Data records

---*---

/// Validates image bytes and assembles the guest memory.
///
/// All headers are checked before any allocation happens, so a malformed
/// image never costs its declared memory size.
pub fn parse_image(bytes: &[u8]) -> Result<LoadedImage, LoadError> {
    let file_size = bytes.len() as u64;
    if file_size < MainHeader::SIZE {
        return Err(LoadError::InvalidHeader { size: file_size });
    }

    let mut input = bytes;
    let header = MainHeader::decode(&mut input)
        .map_err(|_| LoadError::InvalidHeader { size: file_size })?;

    if header.magic != MASTER_MAGIC {
        return Err(LoadError::MagicMismatch {
            expected: MASTER_MAGIC,
            found: header.magic,
        });
    }

    // Patch differences are tolerated; major and minor must be at least the
    // runtime's.
    if (header.version | PATCH_MASK) < (SNVM_VERSION | PATCH_MASK) {
        return Err(LoadError::VersionMismatch {
            found: header.version,
            expected: SNVM_VERSION,
        });
    }

    if header.entry_point > header.memory_size {
        return Err(LoadError::InvalidEntryPoint {
            entry_point: header.entry_point,
            memory_size: header.memory_size,
        });
    }

    let table_end = header
        .memory_regions
        .checked_mul(RegionHeader::SIZE)
        .and_then(|table| table.checked_add(MainHeader::SIZE))
        .ok_or(LoadError::InvalidHeader { size: file_size })?;
    if file_size < table_end {
        return Err(LoadError::InvalidHeader { size: file_size });
    }

    // Validate the whole region table before allocating guest memory.
    let mut regions = Vec::with_capacity(header.memory_regions as usize);
    for index in 0..header.memory_regions as usize {
        let region = RegionHeader::decode(&mut input)
            .map_err(|_| LoadError::InvalidHeader { size: file_size })?;

        if region.magic != REGION_MAGIC {
            return Err(LoadError::MagicMismatch {
                expected: REGION_MAGIC,
                found: region.magic,
            });
        }

        let fits_guest = region
            .offset
            .checked_add(region.size)
            .map_or(false, |end| end <= header.memory_size);
        let fits_file = region
            .start
            .checked_add(region.size)
            .map_or(false, |end| end <= file_size);
        if !fits_guest || !fits_file {
            return Err(LoadError::InvalidMemoryRegion { index });
        }

        regions.push(region);
    }

    let mut memory = vec![0u8; header.memory_size as usize];
    for region in &regions {
        if region.flags & region_flags::EXISTS == 0 {
            continue;
        }

        let dest = region.offset as usize..(region.offset + region.size) as usize;
        if region.flags & region_flags::CLEAR != 0 {
            memory[dest].fill(0);
            continue;
        }

        let src = region.start as usize..(region.start + region.size) as usize;
        memory[dest].copy_from_slice(&bytes[src]);
    }

    Ok(LoadedImage {
        memory,
        memory_size: header.memory_size,
        entry_point: header.entry_point,
    })
}

#[cfg(test)]
mod tests {
    use super::*;
    use crate::types::encoding::Encode;

    /// Incrementally builds image bytes for loader tests.
    struct ImageBuilder {
        header: MainHeader,
        regions: Vec<RegionHeader>,
        payload: Vec<u8>,
    }

    impl ImageBuilder {
        fn new(memory_size: u64, entry_point: u64) -> Self {
            Self {
                header: MainHeader {
                    magic: MASTER_MAGIC,
                    version: SNVM_VERSION,
                    memory_size,
                    entry_point,
                    memory_regions: 0,
                },
                regions: Vec::new(),
                payload: Vec::new(),
            }
        }

        fn region(mut self, region: RegionHeader) -> Self {
            self.regions.push(region);
            self
        }

        /// Appends raw bytes after the headers, returning their file offset.
        fn payload(&mut self, bytes: &[u8]) -> u64 {
            let offset = MainHeader::SIZE
                + self.regions.len() as u64 * RegionHeader::SIZE
                + self.payload.len() as u64;
            self.payload.extend_from_slice(bytes);
            offset
        }

        fn build(mut self) -> Vec<u8> {
            self.header.memory_regions = self.regions.len() as u64;
            let mut out = Vec::new();
            self.header.encode(&mut out);
            for region in &self.regions {
                region.encode(&mut out);
            }
            out.extend_from_slice(&self.payload);
            out
        }
    }

    // ========== Header validation ==========

    #[test]
    fn header_roundtrips_at_forty_bytes() {
        let header = MainHeader {
            magic: MASTER_MAGIC,
            version: SNVM_VERSION,
            memory_size: 0x1000,
            entry_point: 0x10,
            memory_regions: 2,
        };
        let bytes = header.to_bytes();
        assert_eq!(bytes.len() as u64, MainHeader::SIZE);
        assert_eq!(MainHeader::from_bytes(&bytes).unwrap(), header);
    }

    #[test]
    fn region_record_roundtrips_at_forty_bytes() {
        let region = RegionHeader::new(0x50, 0x20, 0x100, region_flags::EXISTS);
        let bytes = region.to_bytes();
        assert_eq!(bytes.len() as u64, RegionHeader::SIZE);
        assert_eq!(RegionHeader::from_bytes(&bytes).unwrap(), region);
    }

    #[test]
    fn short_file_is_invalid_header() {
        let err = parse_image(&[0u8; 39]).unwrap_err();
        assert!(matches!(err, LoadError::InvalidHeader { size: 39 }));

        let err = parse_image(&[]).unwrap_err();
        assert!(matches!(err, LoadError::InvalidHeader { size: 0 }));
    }

    #[test]
    fn wrong_master_magic_is_rejected() {
        let mut bytes = ImageBuilder::new(0x100, 0).build();
        bytes[0] ^= 0xFF;
        let err = parse_image(&bytes).unwrap_err();
        assert!(matches!(
            err,
            LoadError::MagicMismatch {
                expected: MASTER_MAGIC,
                ..
            }
        ));
    }

    #[test]
    fn older_major_minor_is_version_mismatch() {
        let mut builder = ImageBuilder::new(0x100, 0);
        builder.header.version = 0;
        // Runtime is 0.1.0, so a 0.0.x image is too old.
        let err = parse_image(&builder.build()).unwrap_err();
        assert!(matches!(err, LoadError::VersionMismatch { .. }));
    }

    #[test]
    fn patch_difference_is_tolerated() {
        let mut builder = ImageBuilder::new(0x100, 0);
        builder.header.version = SNVM_VERSION + 7; // bump only the patch bits
        assert!(parse_image(&builder.build()).is_ok());
    }

    #[test]
    fn newer_minor_is_accepted() {
        let mut builder = ImageBuilder::new(0x100, 0);
        builder.header.version = SNVM_VERSION + (1 << 32);
        assert!(parse_image(&builder.build()).is_ok());
    }

    #[test]
    fn entry_point_past_memory_is_rejected() {
        let err = parse_image(&ImageBuilder::new(0x100, 0x101).build()).unwrap_err();
        assert!(matches!(
            err,
            LoadError::InvalidEntryPoint {
                entry_point: 0x101,
                memory_size: 0x100
            }
        ));

        // The boundary itself is allowed.
        assert!(parse_image(&ImageBuilder::new(0x100, 0x100).build()).is_ok());
    }

    #[test]
    fn declared_regions_must_fit_in_file() {
        // A bare header claiming three region records that never follow.
        let header = MainHeader {
            magic: MASTER_MAGIC,
            version: SNVM_VERSION,
            memory_size: 0x100,
            entry_point: 0,
            memory_regions: 3,
        };
        let err = parse_image(&header.to_bytes()).unwrap_err();
        assert!(matches!(err, LoadError::InvalidHeader { .. }));
    }

    // ========== Region validation ==========

    #[test]
    fn wrong_region_magic_is_rejected() {
        let mut region = RegionHeader::new(0, 0, 0, region_flags::EXISTS);
        region.magic = 0x1122_3344;
        let err = parse_image(&ImageBuilder::new(0x100, 0).region(region).build()).unwrap_err();
        assert!(matches!(
            err,
            LoadError::MagicMismatch {
                expected: REGION_MAGIC,
                found: 0x1122_3344
            }
        ));
    }

    #[test]
    fn region_past_guest_memory_is_rejected() {
        let region = RegionHeader::new(0, 0x20, 0xF0, region_flags::EXISTS);
        let err = parse_image(&ImageBuilder::new(0x100, 0).region(region).build()).unwrap_err();
        assert!(matches!(err, LoadError::InvalidMemoryRegion { index: 0 }));
    }

    #[test]
    fn region_past_file_end_is_rejected() {
        let region = RegionHeader::new(0x10_0000, 0x20, 0, region_flags::EXISTS);
        let err = parse_image(&ImageBuilder::new(0x100, 0).region(region).build()).unwrap_err();
        assert!(matches!(err, LoadError::InvalidMemoryRegion { index: 0 }));
    }

    #[test]
    fn region_overflow_is_rejected() {
        let region = RegionHeader::new(0, u64::MAX, 8, region_flags::EXISTS);
        let err = parse_image(&ImageBuilder::new(0x100, 0).region(region).build()).unwrap_err();
        assert!(matches!(err, LoadError::InvalidMemoryRegion { index: 0 }));
    }

    // ========== Materialisation ==========

    #[test]
    fn exists_region_copies_file_bytes() {
        // A valid image with entry 0x10 and two payload bytes mapped there.
        let image = {
            let region = RegionHeader::new(0, 2, 0x10, region_flags::EXISTS);
            let mut builder = ImageBuilder::new(0x1000, 0x10).region(region);
            let start = builder.payload(&[0x55, 0xAA]);
            builder.regions[0].start = start;
            builder.build()
        };

        let loaded = parse_image(&image).unwrap();
        assert_eq!(loaded.memory_size, 0x1000);
        assert_eq!(loaded.entry_point, 0x10);
        assert_eq!(loaded.memory.len(), 0x1000);
        assert_eq!(&loaded.memory[0x10..0x12], &[0x55, 0xAA]);
        assert!(loaded.memory[..0x10].iter().all(|&b| b == 0));
        assert!(loaded.memory[0x12..].iter().all(|&b| b == 0));
    }

    #[test]
    fn clear_region_zeroes_guest_range() {
        let mut builder = ImageBuilder::new(0x100, 0)
            .region(RegionHeader::new(0, 0x40, 0x20, region_flags::EXISTS | region_flags::CLEAR));
        builder.payload(&[0xFF; 8]);
        let loaded = parse_image(&builder.build()).unwrap();
        assert!(loaded.memory[0x20..0x60].iter().all(|&b| b == 0));
    }

    #[test]
    fn missing_exists_flag_skips_region() {
        let image = {
            let region = RegionHeader::new(0, 4, 0x10, region_flags::READ);
            let mut builder = ImageBuilder::new(0x100, 0).region(region);
            let start = builder.payload(&[0xDE, 0xAD, 0xBE, 0xEF]);
            builder.regions[0].start = start;
            builder.build()
        };
        let loaded = parse_image(&image).unwrap();
        assert!(loaded.memory.iter().all(|&b| b == 0));
    }

    #[test]
    fn multiple_regions_assemble_together() {
        let image = {
            let code = RegionHeader::new(0, 2, 0x10, region_flags::EXISTS);
            let bss = RegionHeader::new(
                0,
                0x20,
                0x40,
                region_flags::EXISTS | region_flags::CLEAR,
            );
            let mut builder = ImageBuilder::new(0x200, 0x10).region(code).region(bss);
            let start = builder.payload(&[0x11, 0x22]);
            builder.regions[0].start = start;
            builder.build()
        };
        let loaded = parse_image(&image).unwrap();
        assert_eq!(&loaded.memory[0x10..0x12], &[0x11, 0x22]);
        assert!(loaded.memory[0x40..0x60].iter().all(|&b| b == 0));
    }

    // ========== File-level loading ==========

    #[test]
    fn missing_file_is_file_not_found() {
        let err = load_image("no-such-image.spn").unwrap_err();
        assert!(matches!(err, LoadError::FileNotFound(_)));
        assert_eq!(err.status(), 1);
    }

    #[test]
    fn load_image_reads_from_disk() {
        let path = std::env::temp_dir().join(format!(
            "snvm-image-test-{}.spn",
            std::process::id()
        ));
        let image = {
            let region = RegionHeader::new(0, 2, 0x10, region_flags::EXISTS);
            let mut builder = ImageBuilder::new(0x1000, 0x10).region(region);
            let start = builder.payload(&[0x55, 0xAA]);
            builder.regions[0].start = start;
            builder.build()
        };
        std::fs::write(&path, &image).unwrap();

        let loaded = load_image(&path).unwrap();
        std::fs::remove_file(&path).unwrap();

        assert_eq!(loaded.entry_point, 0x10);
        assert_eq!(&loaded.memory[0x10..0x12], &[0x55, 0xAA]);
    }
}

---*---

WHAT IS BEING ASKED — Out of the preceding entries, pull each line that contains the word "LoadedImage".

TASK RESULT —
pub fn parse_image(bytes: &[u8]) -> Result<LoadedImage, LoadError> {
    Ok(LoadedImage {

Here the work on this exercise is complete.